→ WHAT THE TASK REQUIRES
Set out exactly every line of the entries below, starting at the line that holds "#[derive(Parser, Debug)]" and stopping after the line that holds "tracing_subscriber::fmt::init();".

→ INPUT MATERIAL
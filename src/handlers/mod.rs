pub mod api;
pub mod telephony;
//! Server configuration loaded from environment variables.
//!
//! `.env` values are picked up by the binary before this module reads the
//! process environment, so precedence is: real environment > .env > defaults.

use std::env;
use std::path::PathBuf;
use std::time::Duration;

use crate::errors::{PipelineError, PipelineResult};

/// Default greeting spoken as soon as the media stream opens.
pub const DEFAULT_GREETING: &str =
    "Thank you for calling Fox Hollow Golf Course. How can I help you today?";

/// Fallback line spoken when the agent fails or times out.
pub const FALLBACK_RESPONSE: &str =
    "I'm sorry, I didn't catch that. Could you please repeat?";

/// Server configuration
///
/// Contains everything needed to run the voice pipeline server:
/// - Bind address
/// - Provider API keys (Deepgram, ElevenLabs)
/// - Downstream service URLs (agent, caller directory / history)
/// - Call behavior (greeting, timeouts)
#[derive(Debug, Clone)]
pub struct ServerConfig {
    pub host: String,
    pub port: u16,

    /// Externally reachable base URL, used in TwiML to point the carrier's
    /// media stream back at this server.
    pub public_base_url: Option<String>,

    // Provider API keys
    pub deepgram_api_key: String,
    pub elevenlabs_api_key: String,
    pub elevenlabs_voice_id: String,

    // Downstream services
    pub agent_service_url: String,
    pub history_service_url: Option<String>,

    // Call behavior
    pub default_course_id: String,
    pub greeting_text: String,
    /// Optional WAV asset played when synthesis fails mid-call.
    pub fallback_audio_path: Option<PathBuf>,
    pub agent_timeout: Duration,
    pub call_idle_timeout: Duration,
}

fn env_or(key: &str, default: &str) -> String {
    env::var(key).unwrap_or_else(|_| default.to_string())
}

fn env_opt(key: &str) -> Option<String> {
    env::var(key).ok().filter(|v| !v.is_empty())
}

fn env_required(key: &str) -> PipelineResult<String> {
    env::var(key)
        .ok()
        .filter(|v| !v.is_empty())
        .ok_or_else(|| PipelineError::Config(format!("{key} must be set")))
}

fn env_parsed<T: std::str::FromStr>(key: &str, default: T) -> PipelineResult<T> {
    match env::var(key) {
        Ok(raw) => raw
            .parse()
            .map_err(|_| PipelineError::Config(format!("{key} has invalid value: {raw}"))),
        Err(_) => Ok(default),
    }
}

impl ServerConfig {
    /// Load configuration from the process environment.
    pub fn from_env() -> PipelineResult<Self> {
        let config = Self {
            host: env_or("HOST", "0.0.0.0"),
            port: env_parsed("PORT", 8000)?,
            public_base_url: env_opt("PUBLIC_BASE_URL"),
            deepgram_api_key: env_required("DEEPGRAM_API_KEY")?,
            elevenlabs_api_key: env_required("ELEVENLABS_API_KEY")?,
            elevenlabs_voice_id: env_required("ELEVENLABS_VOICE_ID")?,
            agent_service_url: env_required("AGENT_SERVICE_URL")?,
            history_service_url: env_opt("HISTORY_SERVICE_URL"),
            default_course_id: env_or("DEFAULT_COURSE_ID", "fox-hollow"),
            greeting_text: env_or("GREETING_TEXT", DEFAULT_GREETING),
            fallback_audio_path: env_opt("FALLBACK_AUDIO_WAV").map(PathBuf::from),
            agent_timeout: Duration::from_secs(env_parsed("AGENT_TIMEOUT_SECS", 5u64)?),
            call_idle_timeout: Duration::from_secs(env_parsed("CALL_IDLE_TIMEOUT_SECS", 60u64)?),
        };
        config.validate()?;
        Ok(config)
    }

    fn validate(&self) -> PipelineResult<()> {
        if self.port == 0 {
            return Err(PipelineError::Config("PORT must be non-zero".to_string()));
        }
        if self.agent_timeout.is_zero() {
            return Err(PipelineError::Config(
                "AGENT_TIMEOUT_SECS must be non-zero".to_string(),
            ));
        }
        if self.call_idle_timeout < self.agent_timeout {
            return Err(PipelineError::Config(
                "CALL_IDLE_TIMEOUT_SECS must not be shorter than AGENT_TIMEOUT_SECS".to_string(),
            ));
        }
        for (name, url) in [
            ("AGENT_SERVICE_URL", Some(&self.agent_service_url)),
            ("HISTORY_SERVICE_URL", self.history_service_url.as_ref()),
            ("PUBLIC_BASE_URL", self.public_base_url.as_ref()),
        ] {
            if let Some(url) = url
                && url::Url::parse(url).is_err()
            {
                return Err(PipelineError::Config(format!("{name} is not a valid URL")));
            }
        }
        Ok(())
    }

    /// Bind address in `host:port` form.
    pub fn address(&self) -> String {
        format!("{}:{}", self.host, self.port)
    }
}
//! ElevenLabs synthesis over the streaming HTTP endpoint.
//!
//! Requests raw PCM16 at the configured rate so no container parsing is
//! needed before the audio bridge converts it for transport.

use std::time::Duration;

use serde_json::json;
use tracing::{debug, warn};

use super::config::ElevenLabsConfig;
use crate::core::tts::base::{BaseTts, TtsConfig, TtsError, TtsResult};

/// End-to-end deadline for one synthesis request.
const SYNTHESIS_TIMEOUT: Duration = Duration::from_secs(15);

/// ElevenLabs TTS provider with a pooled HTTP client.
pub struct ElevenLabsTts {
    config: ElevenLabsConfig,
    client: reqwest::Client,
}

impl ElevenLabsTts {
    pub fn with_config(config: ElevenLabsConfig) -> TtsResult<Self> {
        let client = reqwest::Client::builder()
            .timeout(SYNTHESIS_TIMEOUT)
            .build()
            .map_err(|e| TtsError::NetworkError(format!("failed to build HTTP client: {e}")))?;
        Ok(Self { config, client })
    }

    fn build_request(&self, text: &str) -> reqwest::RequestBuilder {
        let body = json!({
            "text": text,
            "model_id": self.config.base.model,
            "voice_settings": {
                "stability": self.config.stability,
                "similarity_boost": self.config.similarity_boost,
            },
        });

        self.client
            .post(self.config.synthesis_url())
            .header("xi-api-key", &self.config.base.api_key)
            .header("Content-Type", "application/json")
            .json(&body)
    }
}

#[async_trait::async_trait]
impl BaseTts for ElevenLabsTts {
    fn new(config: TtsConfig) -> TtsResult<Self> {
        Self::with_config(ElevenLabsConfig::from_base(config)?)
    }

    async fn synthesize(&self, text: &str) -> TtsResult<Vec<u8>> {
        if text.trim().is_empty() {
            return Ok(Vec::new());
        }

        let response = self.build_request(text).send().await.map_err(|e| {
            if e.is_timeout() {
                TtsError::Timeout(SYNTHESIS_TIMEOUT)
            } else {
                TtsError::NetworkError(format!("request failed: {e}"))
            }
        })?;

        let status = response.status();
        if !status.is_success() {
            let message = response.text().await.unwrap_or_default();
            warn!("ElevenLabs synthesis failed with {}: {}", status, message);
            return Err(match status.as_u16() {
                401 | 403 => TtsError::AuthenticationFailed(message),
                code => TtsError::ProviderError { status: code, message },
            });
        }

        let audio = response
            .bytes()
            .await
            .map_err(|e| TtsError::NetworkError(format!("failed to read audio body: {e}")))?;

        // Odd-length PCM16 means a truncated body.
        if audio.len() % 2 != 0 {
            return Err(TtsError::NetworkError(format!(
                "truncated PCM response of {} bytes",
                audio.len()
            )));
        }

        debug!(
            "Synthesized {} chars into {} PCM bytes",
            text.len(),
            audio.len()
        );
        Ok(audio.to_vec())
    }

    fn get_provider_info(&self) -> &'static str {
        "ElevenLabs Streaming TTS"
    }
}

#[cfg(test)]
mod tests {
    use super::*;
    use wiremock::matchers::{body_partial_json, header, method, path, query_param};
    use wiremock::{Mock, MockServer, ResponseTemplate};

    fn provider_for(server_url: &str) -> ElevenLabsTts {
        let mut config = ElevenLabsConfig::from_base(TtsConfig {
            api_key: "test_key".to_string(),
            voice_id: "test_voice".to_string(),
            ..Default::default()
        })
        .unwrap();
        config.base_url = server_url.to_string();
        ElevenLabsTts::with_config(config).unwrap()
    }

    #[tokio::test]
    async fn test_synthesize_returns_pcm_bytes() {
        let server = MockServer::start().await;
        let pcm = vec![0u8, 1, 2, 3, 4, 5];

        Mock::given(method("POST"))
            .and(path("/test_voice/stream"))
            .and(query_param("output_format", "pcm_16000"))
            .and(header("xi-api-key", "test_key"))
            .and(body_partial_json(json!({"text": "hello there"})))
            .respond_with(ResponseTemplate::new(200).set_body_bytes(pcm.clone()))
            .expect(1)
            .mount(&server)
            .await;

        let tts = provider_for(&server.uri());
        let audio = tts.synthesize("hello there").await.unwrap();
        assert_eq!(audio, pcm);
    }

    #[tokio::test]
    async fn test_empty_text_skips_request() {
        let server = MockServer::start().await;
        // No mocks mounted: any request would 404 and fail the call.
        let tts = provider_for(&server.uri());
        let audio = tts.synthesize("   ").await.unwrap();
        assert!(audio.is_empty());
    }

    #[tokio::test]
    async fn test_unauthorized_maps_to_auth_error() {
        let server = MockServer::start().await;
        Mock::given(method("POST"))
            .respond_with(ResponseTemplate::new(401).set_body_string("invalid api key"))
            .mount(&server)
            .await;

        let tts = provider_for(&server.uri());
        let result = tts.synthesize("hello").await;
        match result {
            Err(TtsError::AuthenticationFailed(msg)) => assert!(msg.contains("invalid api key")),
            other => panic!("expected AuthenticationFailed, got {other:?}"),
        }
    }

    #[tokio::test]
    async fn test_server_error_maps_to_provider_error() {
        let server = MockServer::start().await;
        Mock::given(method("POST"))
            .respond_with(ResponseTemplate::new(500).set_body_string("upstream busy"))
            .mount(&server)
            .await;

        let tts = provider_for(&server.uri());
        match tts.synthesize("hello").await {
            Err(TtsError::ProviderError { status, message }) => {
                assert_eq!(status, 500);
                assert!(message.contains("upstream busy"));
            }
            other => panic!("expected ProviderError, got {other:?}"),
        }
    }

    #[tokio::test]
    async fn test_truncated_pcm_rejected() {
        let server = MockServer::start().await;
        Mock::given(method("POST"))
            .respond_with(ResponseTemplate::new(200).set_body_bytes(vec![0u8; 3]))
            .mount(&server)
            .await;

        let tts = provider_for(&server.uri());
        assert!(matches!(
            tts.synthesize("hello").await,
            Err(TtsError::NetworkError(_))
        ));
    }

    #[test]
    fn test_request_body_includes_voice_settings() {
        let tts = provider_for("https://api.elevenlabs.io/v1/text-to-speech");
        let request = tts.build_request("good morning").build().unwrap();
        let body = request.body().unwrap().as_bytes().unwrap();
        let parsed: serde_json::Value = serde_json::from_slice(body).unwrap();

        assert_eq!(parsed["text"], "good morning");
        assert_eq!(parsed["model_id"], "eleven_turbo_v2");
        assert!(parsed["voice_settings"]["stability"].is_number());
    }
}
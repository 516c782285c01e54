use clap::Parser;
use tokio_util::sync::CancellationToken;
use tracing::info;

use proshop_voice::config::ServerConfig;
use proshop_voice::routes::build_router;
use proshop_voice::session::{FinalizeReason, finalize_call};
use proshop_voice::state::AppState;

/// Real-time voice pipeline for the pro shop phone agent.
#[derive(Parser, Debug)]
#[command(version, about)]
struct Cli {
    /// Override the bind host from the environment.
    #[arg(long)]
    host: Option<String>,

    /// Override the bind port from the environment.
    #[arg(long)]
    port: Option<u16>,
}

#[tokio::main]
async fn main() -> anyhow::Result<()> {
    dotenvy::dotenv().ok();
    tracing_subscriber::fmt::init();

    rustls::crypto::ring::default_provider()
        .install_default()
        .map_err(|_| anyhow::anyhow!("failed to install default crypto provider"))?;

    let cli = Cli::parse();
    let mut config = ServerConfig::from_env()?;
    if let Some(host) = cli.host {
        config.host = host;
    }
    if let Some(port) = cli.port {
        config.port = port;
    }

    let address = config.address();
    let state = AppState::new(config)?;
    let router = build_router(state.clone());

    // On SIGINT, finalize live calls first: cancelling their sessions
    // persists the transcripts and closes the media sockets, which lets
    // the graceful shutdown below complete.
    let shutdown = CancellationToken::new();
    let signal_token = shutdown.clone();
    tokio::spawn(async move {
        let _ = tokio::signal::ctrl_c().await;
        info!(
            "Shutdown signal received, finalizing {} active calls",
            state.registry.active_count()
        );
        for session in state.registry.sessions() {
            finalize_call(
                &session,
                &state.registry,
                state.directory.as_ref(),
                FinalizeReason::Shutdown,
            )
            .await;
        }
        signal_token.cancel();
    });

    let listener = tokio::net::TcpListener::bind(&address).await?;
    info!("Voice pipeline listening on {}", address);
    axum::serve(listener, router)
        .with_graceful_shutdown(async move { shutdown.cancelled().await })
        .await?;
    Ok(())
}
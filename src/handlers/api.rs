//! HTTP API handlers: health and the incoming-call webhook.
//!
//! The webhook answers the carrier's call notification with TwiML that
//! connects the call's audio to this server's media stream endpoint,
//! passing the caller's number through as a stream parameter.

use axum::Json;
use axum::extract::{Form, State};
use axum::http::{HeaderMap, header};
use axum::response::{IntoResponse, Response};
use serde::Deserialize;
use serde_json::json;
use tracing::{info, warn};

use crate::state::AppState;

/// Fields of interest from the carrier's call webhook form.
#[derive(Debug, Deserialize)]
pub struct IncomingCallForm {
    #[serde(rename = "CallSid", default)]
    pub call_sid: String,
    #[serde(rename = "From", default)]
    pub from: String,
}

/// Liveness probe with the current call count.
pub async fn health(State(state): State<AppState>) -> Json<serde_json::Value> {
    Json(json!({
        "status": "ok",
        "active_calls": state.registry.active_count(),
    }))
}

/// Answer an incoming call with TwiML pointing back at our stream endpoint.
pub async fn incoming_call(
    State(state): State<AppState>,
    headers: HeaderMap,
    Form(form): Form<IncomingCallForm>,
) -> Response {
    info!("Incoming call {} from {}", form.call_sid, form.from);

    let base = match &state.config.public_base_url {
        Some(base) => base.clone(),
        None => match headers.get(header::HOST).and_then(|h| h.to_str().ok()) {
            Some(host) => format!("https://{host}"),
            None => {
                warn!("No public base URL and no Host header on webhook");
                return (
                    axum::http::StatusCode::INTERNAL_SERVER_ERROR,
                    "cannot determine stream URL",
                )
                    .into_response();
            }
        },
    };

    let twiml = stream_twiml(&base, &form.from);
    ([(header::CONTENT_TYPE, "text/xml")], twiml).into_response()
}

/// Build the TwiML `<Connect><Stream>` response for one call.
fn stream_twiml(base_url: &str, from: &str) -> String {
    let stream_url = websocket_url(base_url);
    let mut parameter = String::new();
    if !from.is_empty() {
        parameter = format!(
            "\n      <Parameter name=\"from\" value=\"{}\" />",
            escape_xml(from)
        );
    }
    format!(
        "<?xml version=\"1.0\" encoding=\"UTF-8\"?>\n\
         <Response>\n\
           <Connect>\n\
             <Stream url=\"{}\">{}\n\
             </Stream>\n\
           </Connect>\n\
         </Response>",
        escape_xml(&stream_url),
        parameter
    )
}

/// Map the public HTTP base URL onto the stream's WebSocket endpoint.
fn websocket_url(base_url: &str) -> String {
    let trimmed = base_url.trim_end_matches('/');
    let converted = if let Some(rest) = trimmed.strip_prefix("https://") {
        format!("wss://{rest}")
    } else if let Some(rest) = trimmed.strip_prefix("http://") {
        format!("ws://{rest}")
    } else {
        format!("wss://{trimmed}")
    };
    format!("{converted}/v1/voice/stream")
}

fn escape_xml(value: &str) -> String {
    value
        .replace('&', "&amp;")
        .replace('<', "&lt;")
        .replace('>', "&gt;")
        .replace('"', "&quot;")
        .replace('\'', "&apos;")
}
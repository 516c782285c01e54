//! Registry of active call sessions, keyed by call SID.

use std::sync::Arc;

use dashmap::{DashMap, Entry};
use tracing::{debug, warn};

use super::CallSession;

/// Concurrent map of active calls.
#[derive(Default)]
pub struct SessionRegistry {
    sessions: DashMap<String, Arc<CallSession>>,
}

impl SessionRegistry {
    pub fn new() -> Self {
        Self::default()
    }

    /// Register a session. A duplicate call SID is rejected and the
    /// existing session kept; the carrier should never reuse a SID while
    /// a call is live.
    pub fn insert(&self, session: Arc<CallSession>) -> bool {
        let call_sid = session.call_sid.clone();
        match self.sessions.entry(call_sid) {
            Entry::Occupied(entry) => {
                warn!("Rejected duplicate session for call {}", entry.key());
                false
            }
            Entry::Vacant(entry) => {
                debug!("Registered session for call {}", entry.key());
                entry.insert(session);
                true
            }
        }
    }

    pub fn get(&self, call_sid: &str) -> Option<Arc<CallSession>> {
        self.sessions.get(call_sid).map(|entry| entry.clone())
    }

    /// Remove and return the session. Safe to call twice; the second call
    /// returns `None`.
    pub fn remove(&self, call_sid: &str) -> Option<Arc<CallSession>> {
        let removed = self.sessions.remove(call_sid).map(|(_, session)| session);
        if removed.is_some() {
            debug!("Removed session for call {}", call_sid);
        }
        removed
    }

    /// Snapshot of every active session, used to finalize remaining calls
    /// on server shutdown.
    pub fn sessions(&self) -> Vec<Arc<CallSession>> {
        self.sessions
            .iter()
            .map(|entry| entry.value().clone())
            .collect()
    }

    pub fn active_count(&self) -> usize {
        self.sessions.len()
    }
}
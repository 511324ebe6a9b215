//! Error types.
//!
//! [`Diagnostic`] is one validation message. A compile collects all of them
//! and fails with a [`CompileError`] when the list is not empty. Loading the
//! catalog and profile snapshots uses [`LoadError`].

use std::fmt;
use std::io;
use std::path::PathBuf;

/// One problem found in the mission text.
#[derive(thiserror::Error, Debug, Clone, PartialEq, Eq)]
pub enum Diagnostic {
    // syntax
    #[error("Unclosed quote")]
    UnclosedQuote,
    #[error("Unexpected '('")]
    UnexpectedOpen,
    #[error("Unexpected ')'")]
    UnexpectedClose,
    #[error("Unexpected module pool")]
    UnexpectedModulePool,
    #[error("Missing ')' at end of mission")]
    UnclosedGroup,
    #[error("Invalid module pool count")]
    InvalidPoolCount,
    #[error("Invalid bomb repeat count")]
    InvalidRepeatCount,

    // duplication and scope
    #[error("{0} specified multiple times")]
    Duplicate(&'static str),
    #[error("{0} cannot be a bomb-level setting")]
    BombLevelSetting(&'static str),

    // range
    #[error("Invalid time limit")]
    InvalidTimeLimit,
    #[error("Invalid strike limit")]
    InvalidStrikeLimit,
    #[error("Invalid needy activation time")]
    InvalidNeedyActivationTime,
    #[error("Invalid widget count")]
    InvalidWidgetCount,
    #[error("Invalid rule seed")]
    InvalidRuleSeed,
    #[error("Invalid factory mode")]
    InvalidFactoryMode,

    // references
    #[error("'{0}' is an unknown module ID.")]
    UnknownModule(String),
    #[error("'{0}' is disabled.")]
    DisabledModule(String),
    #[error("No profile named '{0}' was found.")]
    UnknownProfile(String),
    #[error("Profile '{0}' enables no valid modules.")]
    EmptyProfile(String),
    #[error("No valid modules found")]
    NoValidModules,
    #[error("Requested {requested} unique modules but only found {found} valid modules")]
    UniqueShortfall { requested: u32, found: usize },

    // bomb validation
    #[error("No solvable modules{}", on_bomb(.bomb))]
    NoSolvableModules { bomb: Option<usize> },
    #[error("Too many modules for any bomb casing ({count} > {max}){}", on_bomb(.bomb))]
    TooManyModules { count: u64, max: usize, bomb: Option<usize> },

    // host integration
    #[error("Multiple Bombs does not seem to be enabled")]
    MultipleBombsUnavailable,
    #[error("Factory does not seem to be enabled")]
    FactoryUnavailable,
    #[error("Rule seed modifier mod is not installed or disabled.")]
    RuleSeedUnavailable,
    #[error("Could not serialize bomb {index}: {reason}")]
    Serialization { index: usize, reason: String },
}

fn on_bomb(bomb: &Option<usize>) -> String {
    bomb.map(|n| format!(" on bomb {n}")).unwrap_or_default()
}

/// A failed compile: every diagnostic, in the order found.
#[derive(Debug, Clone, PartialEq, Eq)]
pub struct CompileError {
    pub diagnostics: Vec<Diagnostic>,
}

impl CompileError {
    /// Render the first `limit` messages, one per line, followed by a
    /// `"N more"` line when some were left out.
    pub fn summary(&self, limit: usize) -> String {
        let mut lines: Vec<String> = self.diagnostics.iter().take(limit).map(|d| d.to_string()).collect();
        if self.diagnostics.len() > limit {
            lines.push(format!("{} more", self.diagnostics.len() - limit));
        }
        lines.join("\n")
    }

    pub fn len(&self) -> usize {
        self.diagnostics.len()
    }

    pub fn is_empty(&self) -> bool {
        self.diagnostics.is_empty()
    }
}

impl fmt::Display for CompileError {
    fn fmt(&self, f: &mut fmt::Formatter<'_>) -> fmt::Result {
        write!(f, "mission has {} problem(s):\n{}", self.diagnostics.len(), self.summary(5))
    }
}

impl std::error::Error for CompileError {}

/// Failure to load a catalog or profile snapshot.
#[derive(thiserror::Error, Debug)]
pub enum LoadError {
    #[error("io error reading {}: {source}", .path.display())]
    Io {
        path: PathBuf,
        #[source]
        source: io::Error,
    },
    #[error("invalid json in {}: {source}", .path.display())]
    Json {
        path: PathBuf,
        #[source]
        source: serde_json::Error,
    },
    #[error("profile {} has no disabled list", .0.display())]
    MissingDisabledList(PathBuf),
}

#[cfg(test)]
mod tests {
    use super::*;

    #[test]
    fn bomb_number_is_appended_only_for_groups() {
        assert_eq!(Diagnostic::NoSolvableModules { bomb: None }.to_string(), "No solvable modules");
        assert_eq!(Diagnostic::NoSolvableModules { bomb: Some(2) }.to_string(), "No solvable modules on bomb 2");
        assert_eq!(
            Diagnostic::TooManyModules { count: 12, max: 11, bomb: None }.to_string(),
            "Too many modules for any bomb casing (12 > 11)"
        );
    }

    #[test]
    fn summary_truncates_after_limit() {
        let err = CompileError { diagnostics: vec![Diagnostic::UnexpectedClose; 7] };
        let summary = err.summary(5);
        assert_eq!(summary.lines().count(), 6);
        assert!(summary.ends_with("2 more"));
        assert_eq!(CompileError { diagnostics: vec![Diagnostic::UnclosedQuote] }.summary(5), "Unclosed quote");
    }
}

→ FINAL ANSWER
#[derive(Parser, Debug)]
#[command(version, about)]
struct Cli {
    /// Override the bind host from the environment.
    #[arg(long)]
    host: Option<String>,

    /// Override the bind port from the environment.
    #[arg(long)]
    port: Option<u16>,
}

#[tokio::main]
async fn main() -> anyhow::Result<()> {
    dotenvy::dotenv().ok();
    tracing_subscriber::fmt::init();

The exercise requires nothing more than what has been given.